SOURCE INFORMATION -
//! Integer sub-scores and the weighted composite used by the smart strategy.

use serde::Serialize;

use crate::availability::domain::{ServiceRecord, ServiceStatus};

pub const TEXT_WEIGHT: f64 = 0.2;
pub const DISTANCE_WEIGHT: f64 = 0.25;
pub const AVAILABILITY_WEIGHT: f64 = 0.25;
pub const QUALITY_WEIGHT: f64 = 0.2;
pub const EMERGENCY_WEIGHT: f64 = 0.1;

#[derive(Debug, Clone, Copy, PartialEq, Serialize)]
pub struct ScoreBreakdown {
    pub text: u8,
    pub distance: u8,
    pub availability: u8,
    pub quality: u8,
    pub emergency_boost: u8,
    pub composite: f64,
}

impl ScoreBreakdown {
    pub fn compute(
        record: &ServiceRecord,
        query_matched: bool,
        distance_km: Option<f64>,
        emergency_only: bool,
    ) -> Self {
        let text = text_score(query_matched);
        let distance = distance_km.map_or(3, distance_score);
        let availability = availability_score(record.status);
        let quality = quality_score(record.quality_score);
        let emergency_boost = if emergency_only && record.is_emergency_service {
            3
        } else {
            0
        };
        let composite = TEXT_WEIGHT * f64::from(text)
            + DISTANCE_WEIGHT * f64::from(distance)
            + AVAILABILITY_WEIGHT * f64::from(availability)
            + QUALITY_WEIGHT * f64::from(quality)
            + EMERGENCY_WEIGHT * f64::from(emergency_boost);

        Self {
            text,
            distance,
            availability,
            quality,
            emergency_boost,
            composite,
        }
    }
}

pub fn text_score(query_matched: bool) -> u8 {
    if query_matched {
        2
    } else {
        1
    }
}

pub fn distance_score(km: f64) -> u8 {
    match km {
        km if km <= 1.0 => 5,
        km if km <= 3.0 => 4,
        km if km <= 5.0 => 3,
        km if km <= 10.0 => 2,
        _ => 1,
    }
}

pub fn availability_score(status: ServiceStatus) -> u8 {
    match status {
        ServiceStatus::Open => 5,
        ServiceStatus::Limited => 4,
        ServiceStatus::EmergencyOnly => 3,
        ServiceStatus::Full => 2,
        ServiceStatus::Closed | ServiceStatus::TemporarilyClosed => 1,
    }
}

pub fn quality_score(score: f64) -> u8 {
    match score {
        s if s >= 4.5 => 5,
        s if s >= 3.5 => 4,
        s if s >= 2.5 => 3,
        s if s >= 1.5 => 2,
        _ => 1,
    }
}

INSTRUCTIONS FOR THE TASK -
Output the listing exactly. Leave no line out.

TASK SOLUTION -
//! Integer sub-scores and the weighted composite used by the smart strategy.

use serde::Serialize;

use crate::availability::domain::{ServiceRecord, ServiceStatus};

pub const TEXT_WEIGHT: f64 = 0.2;
pub const DISTANCE_WEIGHT: f64 = 0.25;
pub const AVAILABILITY_WEIGHT: f64 = 0.25;
pub const QUALITY_WEIGHT: f64 = 0.2;
pub const EMERGENCY_WEIGHT: f64 = 0.1;

#[derive(Debug, Clone, Copy, PartialEq, Serialize)]
pub struct ScoreBreakdown {
    pub text: u8,
    pub distance: u8,
    pub availability: u8,
    pub quality: u8,
    pub emergency_boost: u8,
    pub composite: f64,
}

impl ScoreBreakdown {
    pub fn compute(
        record: &ServiceRecord,
        query_matched: bool,
        distance_km: Option<f64>,
        emergency_only: bool,
    ) -> Self {
        let text = text_score(query_matched);
        let distance = distance_km.map_or(3, distance_score);
        let availability = availability_score(record.status);
        let quality = quality_score(record.quality_score);
        let emergency_boost = if emergency_only && record.is_emergency_service {
            3
        } else {
            0
        };
        let composite = TEXT_WEIGHT * f64::from(text)
            + DISTANCE_WEIGHT * f64::from(distance)
            + AVAILABILITY_WEIGHT * f64::from(availability)
            + QUALITY_WEIGHT * f64::from(quality)
            + EMERGENCY_WEIGHT * f64::from(emergency_boost);

        Self {
            text,
            distance,
            availability,
            quality,
            emergency_boost,
            composite,
        }
    }
}

pub fn text_score(query_matched: bool) -> u8 {
    if query_matched {
        2
    } else {
        1
    }
}

pub fn distance_score(km: f64) -> u8 {
    match km {
        km if km <= 1.0 => 5,
        km if km <= 3.0 => 4,
        km if km <= 5.0 => 3,
        km if km <= 10.0 => 2,
        _ => 1,
    }
}

pub fn availability_score(status: ServiceStatus) -> u8 {
    match status {
        ServiceStatus::Open => 5,
        ServiceStatus::Limited => 4,
        ServiceStatus::EmergencyOnly => 3,
        ServiceStatus::Full => 2,
        ServiceStatus::Closed | ServiceStatus::TemporarilyClosed => 1,
    }
}

pub fn quality_score(score: f64) -> u8 {
    match score {
        s if s >= 4.5 => 5,
        s if s >= 3.5 => 4,
        s if s >= 2.5 => 3,
        s if s >= 1.5 => 2,
        _ => 1,
    }
}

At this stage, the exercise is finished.